City of Hope’s Dr. Arthur Riggs is creating the future of diabetes and cancer treatments today.
By: Cuyler Gibbons
Images: Courtesy of City of Hope
Lots of boys grew up reading the science fiction of Robert Heinlein, and many undoubtedly were thus inspired to pursue a career in science. Dr. Arthur Riggs—the Director Emeritus of the City of Hope Beckman Research Center, Samuel Rahbar Chair in Diabetes and Drug Discovery, and the Director of City of Hope’s Diabetes & Metabolism Research Institute– was no different, except perhaps in the pivotal nature of his scientific achievements. While Heinlein was an undisputed master at creating fictional futures, Dr. Riggs has been creating the future of medicine and making it real for nearly 50 years.
Long before Riggs finished at San Bernardino High School he was certain that he wanted to be a scientist and his certainty never wavered. A graduate of UC Riverside, with a degree in chemistry—“It was a small school then, and it turned out to be perfect for me,”—Dr. Riggs did his doctoral work at Caltech on the chemistry of DNA, eventually earning a PhD in biochemistry. His thesis explored DNA replication. “Molecular biology was really what it was,” he says.

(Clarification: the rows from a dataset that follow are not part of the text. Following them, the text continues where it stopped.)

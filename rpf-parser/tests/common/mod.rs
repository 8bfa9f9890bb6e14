//! Shared fixture builder assembling synthetic archives byte-by-byte.

#![allow(dead_code)]

use std::path::{Path, PathBuf};

use rage_crypto::{ecb, KeystreamProvider};

pub const NONE: u32 = 0x0000_0000;
pub const OPEN: u32 = 0x4E45_504F;
pub const AES: u32 = 0x0FFF_FFF9;
pub const NG: u32 = 0x0FEF_FFFF;

pub const RPF7: u32 = 0x5250_4637;
pub const DIRECTORY_SENTINEL: u32 = 0x7FFF_FF00;

fn pack(d1: u64, d2: u64) -> [u8; 16] {
    let mut record = [0u8; 16];
    record[0..8].copy_from_slice(&d1.to_le_bytes());
    record[8..16].copy_from_slice(&d2.to_le_bytes());
    record
}

pub fn dir_record(name_offset: u32, entries_index: u32, entries_count: u32) -> [u8; 16] {
    dir_record_with_sentinel(name_offset, entries_index, entries_count, DIRECTORY_SENTINEL)
}

pub fn dir_record_with_sentinel(
    name_offset: u32,
    entries_index: u32,
    entries_count: u32,
    sentinel: u32,
) -> [u8; 16] {
    pack(
        u64::from(name_offset) | (u64::from(sentinel) << 32),
        u64::from(entries_index) | (u64::from(entries_count) << 32),
    )
}

pub fn binary_record(
    name_offset: u16,
    on_disk_size: u32,
    block_offset: u32,
    uncompressed_size: u32,
    encryption_type: u8,
) -> [u8; 16] {
    pack(
        u64::from(name_offset)
            | (u64::from(on_disk_size & 0xFF_FFFF) << 16)
            | (u64::from(block_offset & 0xFF_FFFF) << 40),
        u64::from(uncompressed_size & 0xFF_FFFF) | (u64::from(encryption_type) << 24),
    )
}

pub fn resource_record(
    name_offset: u16,
    stored_size: u32,
    block_offset: u32,
    system_flags: u32,
    graphics_flags: u32,
) -> [u8; 16] {
    pack(
        u64::from(name_offset)
            | (u64::from(stored_size & 0xFF_FFFF) << 16)
            | ((u64::from(block_offset & 0x7F_FFFF) | 0x80_0000) << 40),
        u64::from(system_flags) | (u64::from(graphics_flags) << 32),
    )
}

/// Assembles an archive image: header, entry records, names table and
/// block-addressed payloads. An AES builder encrypts the entries and
/// names tables as separate units the way the producer does.
pub struct ArchiveBuilder {
    version: u32,
    encryption: u32,
    records: Vec<[u8; 16]>,
    names: Vec<u8>,
    payloads: Vec<(u32, Vec<u8>)>,
}

impl ArchiveBuilder {
    pub fn new(encryption: u32) -> Self {
        Self {
            version: RPF7,
            encryption,
            records: Vec::new(),
            names: Vec::new(),
            payloads: Vec::new(),
        }
    }

    pub fn version(mut self, version: u32) -> Self {
        self.version = version;
        self
    }

    pub fn record(mut self, record: [u8; 16]) -> Self {
        self.records.push(record);
        self
    }

    pub fn names(mut self, names: &[u8]) -> Self {
        self.names = names.to_vec();
        self
    }

    pub fn payload(mut self, block: u32, bytes: &[u8]) -> Self {
        self.payloads.push((block, bytes.to_vec()));
        self
    }

    pub fn build(&self) -> Vec<u8> {
        let mut entries_buf: Vec<u8> = self.records.iter().flatten().copied().collect();
        let mut names_buf = self.names.clone();
        if self.encryption == AES {
            entries_buf = ecb::encrypt(&entries_buf);
            names_buf = ecb::encrypt(&names_buf);
        }

        let mut image = Vec::new();
        image.extend_from_slice(&self.version.to_le_bytes());
        image.extend_from_slice(&(self.records.len() as u32).to_le_bytes());
        image.extend_from_slice(&(names_buf.len() as u32).to_le_bytes());
        image.extend_from_slice(&self.encryption.to_le_bytes());
        image.extend_from_slice(&entries_buf);
        image.extend_from_slice(&names_buf);

        for (block, bytes) in &self.payloads {
            let offset = *block as usize * 512;
            if image.len() < offset + bytes.len() {
                image.resize(offset + bytes.len(), 0);
            }
            image[offset..offset + bytes.len()].copy_from_slice(bytes);
        }
        image
    }

    pub fn write(&self, dir: &Path, file_name: &str) -> PathBuf {
        let path = dir.join(file_name);
        std::fs::write(&path, self.build()).expect("write fixture archive");
        path
    }
}

/// Deterministic keystream fake for exercising the NG paths.
pub struct TestKeystream;

impl TestKeystream {
    pub fn stream(name: &str, length_tag: u32) -> Vec<u8> {
        let mut seed = length_tag;
        for byte in name.bytes() {
            seed = seed.wrapping_mul(31).wrapping_add(u32::from(byte));
        }
        (0..64u32)
            .map(|i| (seed.wrapping_add(i).wrapping_mul(2_654_435_761) >> 24) as u8)
            .collect()
    }
}

impl KeystreamProvider for TestKeystream {
    fn keystream(&self, name: &str, length_tag: u32) -> rage_crypto::Result<Vec<u8>> {
        Ok(Self::stream(name, length_tag))
    }
}
//! Error types for rage-crypto operations.

use thiserror::Error;

/// Errors that can occur during crypto operations.
#[derive(Error, Debug)]
pub enum CryptoError {
    /// No key material is available for the NG keystream.
    #[error("NG key material unavailable for '{0}'")]
    KeyMaterialMissing(String),
}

With its proximity to Caltech, an existing research institute with a roster of scientists Riggs respected, City of Hope was a perfect fit, and Riggs signed on in 1969. Studying the question of how a particular protein could recognize the specific gene, out of thousands, that it bound with, led Riggs to a collaboration with Dr. Keiichi Itakura, a specialist in DNA synthesis. Their search for an efficient way to make large amounts of the DNA Riggs was studying led in turn to the synthesis of the human hormone, insulin, the first laboratory production DNA technology.
For Riggs, the real eureka moment happened when they found the amount of DNA they could make chemically in a test tube was insufficient for their purpose. Working with Herbert Boyer and a recombinant DNA technology he had developed, the team figured out how to coax bacteria into making large numbers of copies of the DNA they required, in effect turning the bacteria into a microscopic DNA factory. As Riggs points out, “It’s important for the lay person to understand. Up to this point, human insulin was not available (insulin then in use came from cows and pigs). We didn’t copy the natural gene. We made our own. We made a gene, that we designed so that when it was placed in bacteria it would command that bacteria to make human insulin.”
Helping to create the first source of human insulin is itself an historic achievement, but as he explains the creation of Genentech, which originated around the development of this technology, Riggs leans forward and provides the real larger context, “What you’re hearing is the beginning of bio-tech,” he says.
Insulin, of course, is vital to the treatment and management of diabetes but Riggs’ work on cancer has been equally groundbreaking. His efforts to improve antibodies and their anti-cancer effect have resulted in the development of treatments effective at fighting many cancers including types affecting the breast, colon and blood. No less an authority than Dr. Steven Rosen, provost and Chief Scientific Officer at City of Hope, and the man responsible for guiding the institution’s research agenda says “Art is a giant in cancer research whose pioneering investigations have provided meaningful advances that benefit all of humanity.”
Riggs is now the Director of the City of Hope Diabetes and Metabolism Research Institutes, and diabetes is the disease he says he has focused on for the last 10 or 15 years. But when it comes to diabetes and cancer, it doesn’t have to be one or the other says Dr. Riggs. They are related. “The connection is metabolism,” he says. “That’s why we have the Diabetes and Metabolism Research Institute.” He goes on, “Cancer cells have altered metabolism, and diabetes is also disturbed metabolism. Approximately 20 percent of all cancer can be thought of as being caused by obesity, which causes inflammation…inflammation changes the metabolism. In our diabetes institute I think I’m not exaggerating to say about 90 percent of our facility are also working on at least one type of cancer. And if we go outside the group, perhaps 1/3 of cancer researchers are also doing work that is connected to diabetes.” This focus on the interface between diabetes and cancer may be unique to the institute Riggs has built at City of Hope. As he says “I think I can say correctly, without any caveats, I’m not aware of any other medical center where there is a deliberate focus on the cancer and diabetes connection.”
Clearly Dr. Riggs’ association with the City of Hope, its rare culture, unparalleled facilities and matchless personnel has proven a truly serendipitous connection. As Riggs says, “It’s not enough to have the idea, you have to be in a position to prove feasibility, and that means you have to have the right setting. For me, City of Hope was always the right setting.”
Like the science fiction authors he read as a child, Arthur Riggs will continue to imagine the future. And City of Hope will continue to facilitate that vision and help Dr. Riggs to make it real.